Now I am not the first to suggest the Unarmed Forces of the United States (UFUS) and I dare say I will not be the last, however the time has come to give this proposal serious consideration.
Just as the Founding Fathers looked to those great civilizations of Greece and Rome for guidance in the formation of our own Grand Democratic Republic so it is fitting that we consider again this concept of Universal Service.
Military service has never been a prerequisite for holding elected office in our country. Although many on the right pay lip service to such a concept, in fact few members of the GOP have served. Indeed it is a peculiar irony of the US Congress that of those few who have served the majority are Democrats, while the majority of Republican members have never served or have actively avoided military service even when their country called upon them for their help.

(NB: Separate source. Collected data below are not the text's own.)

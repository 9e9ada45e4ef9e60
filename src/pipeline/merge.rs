//! Stage D: merge the approved story branch into the epic branch.
//!
//! Conflicts go through two lines of defense (mechanical union, then the AI
//! conflict resolver); a merge that survives both markered is aborted and
//! the story parks in the merge-conflict state for a human.

use std::path::Path;

use crate::agent::{AgentKind, AgentRequest, parse_conflict_verdict};
use crate::checkpoint::CheckpointExtra;
use crate::errors::PipelineError;
use crate::model::{Epic, MergeStageResult, Story, StoryStatus, TokenUsage};
use crate::notify::LogLevel;
use crate::sandbox::BUILD_EXEC_TIMEOUT;

use super::conflict::{has_conflict_markers, is_dependency_manifest, resolve_by_union};
use super::context::PipelineContext;

/// Outcome of resolving markered files in the working tree.
pub(super) struct ResolutionOutcome {
    pub resolved: bool,
    /// True when the mechanical union handled every file.
    pub auto_resolved: bool,
    pub ai_cost: f64,
    pub ai_usage: TokenUsage,
    /// The resolver's own `CONFLICT_UNRESOLVABLE` explanation, when it gave one.
    pub unresolvable_reason: Option<String>,
}

/// Run the merge stage. Only called once the judge has approved.
pub async fn run_merge_stage(
    ctx: &PipelineContext,
    story: &Story,
    epic: &Epic,
) -> Result<MergeStageResult, PipelineError> {
    let key = ctx.checkpoint_key(epic, story);
    let repo_path = ctx.repo_path(epic);
    let message = format!("Merge story: {}", story.title);

    let merge = ctx
        .git
        .merge(&repo_path, &story.branch_name, &epic.branch_name, &message)
        .await?;

    let mut result = MergeStageResult::default();

    if merge.ok {
        ctx.git
            .push(&repo_path, &epic.branch_name, Default::default())
            .await?;
        result.merged = true;
        result.merge_commit_sha = merge.merge_commit_sha;
    } else {
        ctx.console(
            LogLevel::Warn,
            &format!(
                "merge of {} conflicted in {:?}",
                story.branch_name, merge.conflicted_files
            ),
        );
        let resolution = resolve_markered_files(
            ctx,
            epic,
            &repo_path,
            &merge.conflicted_files,
            &format!("Merge story: {} (auto-resolved conflicts)", story.title),
        )
        .await?;

        result.conflicted_files = merge.conflicted_files.clone();
        result.conflict_resolution_cost = resolution.ai_cost;
        result.conflict_resolution_usage = resolution.ai_usage;

        if !resolution.resolved {
            ctx.console(
                LogLevel::Warn,
                &format!(
                    "conflict resolution failed for {}: {}",
                    story.branch_name,
                    resolution
                        .unresolvable_reason
                        .as_deref()
                        .unwrap_or("markers remain after both resolution passes"),
                ),
            );
            ctx.git.abort_merge(&repo_path).await?;
            result.merge_conflict = true;
            result.conflict_unresolvable_reason = resolution.unresolvable_reason;
            return Ok(result);
        }

        ctx.git
            .push(&repo_path, &epic.branch_name, Default::default())
            .await?;
        result.merged = true;
        result.conflict_auto_resolved = resolution.auto_resolved;
        result.merge_commit_sha = Some(ctx.git.head_sha(&repo_path).await?);
    }

    ctx.checkpoints
        .save(&key, StoryStatus::MergedToEpic, CheckpointExtra::default())?;

    trigger_rebuild(ctx, epic).await;

    // Branch cleanup is best-effort; a leftover branch is not a failure.
    if let Err(e) = ctx
        .git
        .delete_branch(&repo_path, &story.branch_name, true)
        .await
    {
        tracing::warn!(branch = %story.branch_name, error = %e, "story branch cleanup failed");
    }

    Ok(result)
}

/// Resolve conflict markers in the listed files: mechanical union first, AI
/// resolver second. On success the files are staged, committed and left on
/// the current branch (the open merge commit, in the merge path).
pub(super) async fn resolve_markered_files(
    ctx: &PipelineContext,
    epic: &Epic,
    repo_path: &Path,
    files: &[String],
    commit_message: &str,
) -> Result<ResolutionOutcome, PipelineError> {
    let mut outcome = ResolutionOutcome {
        resolved: false,
        auto_resolved: true,
        ai_cost: 0.0,
        ai_usage: TokenUsage::default(),
        unresolvable_reason: None,
    };
    if files.is_empty() {
        return Ok(outcome);
    }

    // Pass 1: mechanical union of both sides, file by file.
    let mut remaining: Vec<String> = Vec::new();
    for file in files {
        let path = repo_path.join(file);
        let content = tokio::fs::read_to_string(&path)
            .await
            .map_err(|e| PipelineError::Other(e.into()))?;
        match resolve_by_union(&content) {
            Some(resolved) if !has_conflict_markers(&resolved) => {
                tokio::fs::write(&path, resolved)
                    .await
                    .map_err(|e| PipelineError::Other(e.into()))?;
            }
            _ => remaining.push(file.clone()),
        }
    }

    // Pass 2: the specialist, fed the still-markered content.
    if !remaining.is_empty() {
        outcome.auto_resolved = false;
        let mut sections = Vec::new();
        for file in &remaining {
            let content = tokio::fs::read_to_string(repo_path.join(file))
                .await
                .map_err(|e| PipelineError::Other(e.into()))?;
            sections.push(format!("=== {} ===\n{}", file, content));
        }
        let prompt = format!(
            "Resolve the git conflict markers in the files below, editing them in place. \
             Keep the intent of both sides. When done print ✅ CONFLICT_RESOLVED, or \
             ❌ CONFLICT_UNRESOLVABLE: <reason> if the changes cannot be reconciled.\n\n{}",
            sections.join("\n\n")
        );
        let agent = ctx
            .runner
            .execute_agent(AgentRequest {
                agent_type: AgentKind::ConflictResolver,
                prompt,
                workspace_path: repo_path.to_path_buf(),
                task_id: ctx.task.id.clone(),
                label: format!("conflict-resolver:{}", epic.id),
                session_id: None,
                fork_session: false,
                attachments: remaining.clone(),
                options: serde_json::Value::Null,
            })
            .await
            .map_err(|e| PipelineError::AgentFailed {
                stage: "conflict_resolver".into(),
                message: format!("{:#}", e),
            })?;
        outcome.ai_cost = agent.cost_usd;
        outcome.ai_usage = agent.usage;

        // The resolver's verdict is a hint like any other agent output, but
        // its unresolvable reason is the only explanation we will ever get.
        let verdict = parse_conflict_verdict(&agent.output);
        if let Some(v) = &verdict
            && !v.resolved
        {
            outcome.unresolvable_reason = v.reason.clone();
        }

        // Trust nothing: verify every file on disk is marker-free.
        for file in files {
            let content = tokio::fs::read_to_string(repo_path.join(file))
                .await
                .map_err(|e| PipelineError::Other(e.into()))?;
            if has_conflict_markers(&content) {
                if verdict.as_ref().map(|v| v.resolved).unwrap_or(false) {
                    tracing::warn!(
                        file = %file,
                        "resolver reported CONFLICT_RESOLVED but markers remain"
                    );
                }
                return Ok(outcome);
            }
        }
    }

    ctx.git.commit_all(repo_path, commit_message).await?;
    outcome.resolved = true;

    // A conflicted dependency manifest means the lockfile state is suspect;
    // reinstall in the sandbox.
    if files.iter().any(|f| is_dependency_manifest(f))
        && let Some(install) = ctx
            .task
            .environment
            .commands_for(&epic.repository)
            .install_cmd
    {
        match ctx
            .sandbox
            .exec(&ctx.task.id, &install, repo_path, BUILD_EXEC_TIMEOUT)
            .await
        {
            Ok(exec) if !exec.success() => ctx.console(
                LogLevel::Warn,
                &format!("dependency reinstall exited {}", exec.exit_code),
            ),
            Err(e) => ctx.console(
                LogLevel::Warn,
                &format!("dependency reinstall failed to run: {:#}", e),
            ),
            _ => {}
        }
    }

    Ok(outcome)
}

/// Rebuild the repository in the sandbox after a merge, when the environment
/// defines a real rebuild command. An `echo` command signals hot reload and
/// is skipped. Failures are reported but never fail the story.
async fn trigger_rebuild(ctx: &PipelineContext, epic: &Epic) {
    let commands = ctx.task.environment.commands_for(&epic.repository);
    if !commands.has_nontrivial_rebuild() {
        return;
    }
    let Some(rebuild) = commands.rebuild_cmd else {
        return;
    };
    let repo_path = ctx.repo_path(epic);
    match ctx
        .sandbox
        .exec(&ctx.task.id, &rebuild, &repo_path, BUILD_EXEC_TIMEOUT)
        .await
    {
        Ok(exec) if !exec.success() => ctx.console(
            LogLevel::Warn,
            &format!("post-merge rebuild exited {}", exec.exit_code),
        ),
        Err(e) => ctx.console(
            LogLevel::Warn,
            &format!("post-merge rebuild failed to run: {:#}", e),
        ),
        _ => {}
    }
}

Service as a Hoplite, a “citizen soldier,” was a corner stone of Greek Democracy during the age of the City States. Likewise, during the years of the Republic, members of the Roman Senate regularly served in the military as part of their duty as citizens. (Of course, Rome may be unique in this regard and perhaps not the best example, for Rome did not have an army – Rome was an army.) Some have even advocated military service as the price for citizenship, along the lines portrayed in Robert Heinlein’s book Starship Troopers. However, this is perhaps carrying the concept too far.
The idea of universal military service as a requirement for the holding of elected office has its merits and the advent of the Unarmed Forces of the United States would allow for more of our fellow citizens to do so without undue risk to life and limb. Those who chose to service in the UFUS would have a longer term of active duty obligation than those who selected service in the Armed Forces. Say 4 years in the former and 2 in the latter. Beyond that there would be no distinction between the two forces in look, discipline, basic structure, pay or benefits.
Cleaning up the Earth and restoring some ecological balance to our planet would seem, on the face of it, both imminently practical and wisely foresighted. Besides, keeping one’s only home clean and in working order is only common sense.
And, once we have cleaned up Earth there is Mars and the galaxy beyond. It will take a lot of inventory to fill up outer space.